YOUR TASK: Please restate, word for word, the lines below that begin at the one with "impl fmt::Display for" and end at the one with "#[derive(Debug, Clone, Copy, PartialEq, Eq, Serialize)]". Leave out all other lines.

Collected data:
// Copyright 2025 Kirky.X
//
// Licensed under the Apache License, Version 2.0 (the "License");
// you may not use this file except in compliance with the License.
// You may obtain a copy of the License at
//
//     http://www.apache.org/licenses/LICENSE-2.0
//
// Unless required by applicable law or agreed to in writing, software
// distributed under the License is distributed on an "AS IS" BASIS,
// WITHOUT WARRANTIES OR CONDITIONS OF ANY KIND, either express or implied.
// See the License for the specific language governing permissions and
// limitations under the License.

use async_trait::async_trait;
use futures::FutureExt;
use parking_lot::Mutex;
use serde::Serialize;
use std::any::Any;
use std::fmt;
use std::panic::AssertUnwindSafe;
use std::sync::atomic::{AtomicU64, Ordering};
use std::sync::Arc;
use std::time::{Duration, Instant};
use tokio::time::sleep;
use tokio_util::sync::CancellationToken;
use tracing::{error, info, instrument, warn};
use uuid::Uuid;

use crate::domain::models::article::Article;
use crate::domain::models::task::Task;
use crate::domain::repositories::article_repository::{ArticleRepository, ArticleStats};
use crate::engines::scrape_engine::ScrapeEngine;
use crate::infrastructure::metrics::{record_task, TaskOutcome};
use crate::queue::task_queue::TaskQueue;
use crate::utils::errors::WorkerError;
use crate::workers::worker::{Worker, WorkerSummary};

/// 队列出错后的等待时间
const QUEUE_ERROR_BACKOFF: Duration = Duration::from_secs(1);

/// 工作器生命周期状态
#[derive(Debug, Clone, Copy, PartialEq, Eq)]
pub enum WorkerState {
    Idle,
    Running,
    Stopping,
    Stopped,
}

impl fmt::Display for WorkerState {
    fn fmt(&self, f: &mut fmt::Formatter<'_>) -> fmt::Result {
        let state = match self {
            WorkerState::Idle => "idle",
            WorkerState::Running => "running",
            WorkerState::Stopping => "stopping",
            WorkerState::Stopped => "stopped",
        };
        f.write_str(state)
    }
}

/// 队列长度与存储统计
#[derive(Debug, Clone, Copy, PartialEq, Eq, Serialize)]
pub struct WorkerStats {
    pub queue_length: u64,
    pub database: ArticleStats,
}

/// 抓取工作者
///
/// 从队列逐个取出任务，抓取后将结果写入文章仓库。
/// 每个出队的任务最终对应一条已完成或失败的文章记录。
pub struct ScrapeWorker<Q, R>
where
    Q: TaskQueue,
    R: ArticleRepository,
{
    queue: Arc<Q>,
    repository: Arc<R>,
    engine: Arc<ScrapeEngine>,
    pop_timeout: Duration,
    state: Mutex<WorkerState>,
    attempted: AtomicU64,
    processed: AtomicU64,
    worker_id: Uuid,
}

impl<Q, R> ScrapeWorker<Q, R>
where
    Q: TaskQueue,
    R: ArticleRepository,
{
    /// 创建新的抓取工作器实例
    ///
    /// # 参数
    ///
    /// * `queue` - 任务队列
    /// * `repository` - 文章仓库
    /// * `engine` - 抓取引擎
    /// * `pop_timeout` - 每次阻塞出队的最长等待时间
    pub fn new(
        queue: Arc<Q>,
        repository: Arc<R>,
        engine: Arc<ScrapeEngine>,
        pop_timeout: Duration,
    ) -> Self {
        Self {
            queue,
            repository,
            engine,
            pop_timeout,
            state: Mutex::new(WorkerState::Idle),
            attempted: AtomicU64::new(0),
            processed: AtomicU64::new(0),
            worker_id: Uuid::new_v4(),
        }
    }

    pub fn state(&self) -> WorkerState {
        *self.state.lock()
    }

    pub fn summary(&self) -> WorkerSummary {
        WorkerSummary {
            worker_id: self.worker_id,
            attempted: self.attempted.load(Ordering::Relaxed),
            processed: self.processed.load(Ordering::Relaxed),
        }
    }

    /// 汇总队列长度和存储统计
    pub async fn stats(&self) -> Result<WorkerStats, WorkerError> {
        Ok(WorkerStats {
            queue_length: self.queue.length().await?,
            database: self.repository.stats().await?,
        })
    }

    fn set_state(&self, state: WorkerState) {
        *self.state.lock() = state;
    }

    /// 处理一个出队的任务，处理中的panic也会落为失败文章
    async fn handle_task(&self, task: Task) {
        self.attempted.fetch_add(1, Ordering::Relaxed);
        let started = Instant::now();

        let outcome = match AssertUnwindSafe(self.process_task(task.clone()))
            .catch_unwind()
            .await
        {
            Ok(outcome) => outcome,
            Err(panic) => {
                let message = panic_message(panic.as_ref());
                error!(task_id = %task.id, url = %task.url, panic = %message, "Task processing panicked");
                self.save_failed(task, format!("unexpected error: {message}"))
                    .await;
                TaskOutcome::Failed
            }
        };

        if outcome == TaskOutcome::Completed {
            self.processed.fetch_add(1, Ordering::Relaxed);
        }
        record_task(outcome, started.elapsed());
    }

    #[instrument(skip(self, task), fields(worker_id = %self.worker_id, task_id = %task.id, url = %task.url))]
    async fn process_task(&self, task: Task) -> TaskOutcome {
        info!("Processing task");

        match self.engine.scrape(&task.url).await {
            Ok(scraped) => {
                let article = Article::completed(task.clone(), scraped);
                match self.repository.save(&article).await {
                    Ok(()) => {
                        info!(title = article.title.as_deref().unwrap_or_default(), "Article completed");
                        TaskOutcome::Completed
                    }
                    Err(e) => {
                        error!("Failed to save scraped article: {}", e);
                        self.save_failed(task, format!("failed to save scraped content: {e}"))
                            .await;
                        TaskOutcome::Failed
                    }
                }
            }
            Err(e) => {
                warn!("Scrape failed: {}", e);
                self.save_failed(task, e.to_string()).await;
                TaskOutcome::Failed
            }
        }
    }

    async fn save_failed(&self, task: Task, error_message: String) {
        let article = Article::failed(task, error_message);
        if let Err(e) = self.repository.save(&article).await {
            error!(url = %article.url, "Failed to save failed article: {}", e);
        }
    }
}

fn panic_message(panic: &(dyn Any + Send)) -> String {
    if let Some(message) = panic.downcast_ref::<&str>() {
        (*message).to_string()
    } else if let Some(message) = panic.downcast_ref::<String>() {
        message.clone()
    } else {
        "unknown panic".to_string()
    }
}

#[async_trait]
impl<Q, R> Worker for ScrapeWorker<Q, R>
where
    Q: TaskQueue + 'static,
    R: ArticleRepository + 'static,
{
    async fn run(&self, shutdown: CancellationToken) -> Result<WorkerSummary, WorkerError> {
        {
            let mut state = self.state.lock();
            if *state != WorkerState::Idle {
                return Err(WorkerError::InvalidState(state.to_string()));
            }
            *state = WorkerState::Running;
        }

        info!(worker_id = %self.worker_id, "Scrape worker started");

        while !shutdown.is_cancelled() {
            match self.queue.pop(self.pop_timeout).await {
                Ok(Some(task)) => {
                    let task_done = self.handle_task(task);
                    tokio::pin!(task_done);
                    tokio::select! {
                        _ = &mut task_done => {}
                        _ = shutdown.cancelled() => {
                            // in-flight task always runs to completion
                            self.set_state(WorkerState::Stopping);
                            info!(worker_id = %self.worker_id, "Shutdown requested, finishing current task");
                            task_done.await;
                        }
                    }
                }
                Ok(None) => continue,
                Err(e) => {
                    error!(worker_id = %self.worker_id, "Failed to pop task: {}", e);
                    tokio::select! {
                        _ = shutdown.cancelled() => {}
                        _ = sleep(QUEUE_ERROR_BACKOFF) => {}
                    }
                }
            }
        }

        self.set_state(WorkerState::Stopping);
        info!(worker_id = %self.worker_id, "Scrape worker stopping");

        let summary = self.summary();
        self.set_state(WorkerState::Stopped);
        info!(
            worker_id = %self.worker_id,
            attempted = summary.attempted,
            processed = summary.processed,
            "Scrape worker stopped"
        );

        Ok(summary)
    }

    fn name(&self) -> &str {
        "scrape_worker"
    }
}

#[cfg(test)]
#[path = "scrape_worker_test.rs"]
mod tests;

OUTPUT BELOW:
impl fmt::Display for WorkerState {
    fn fmt(&self, f: &mut fmt::Formatter<'_>) -> fmt::Result {
        let state = match self {
            WorkerState::Idle => "idle",
            WorkerState::Running => "running",
            WorkerState::Stopping => "stopping",
            WorkerState::Stopped => "stopped",
        };
        f.write_str(state)
    }
}

/// 队列长度与存储统计
#[derive(Debug, Clone, Copy, PartialEq, Eq, Serialize)]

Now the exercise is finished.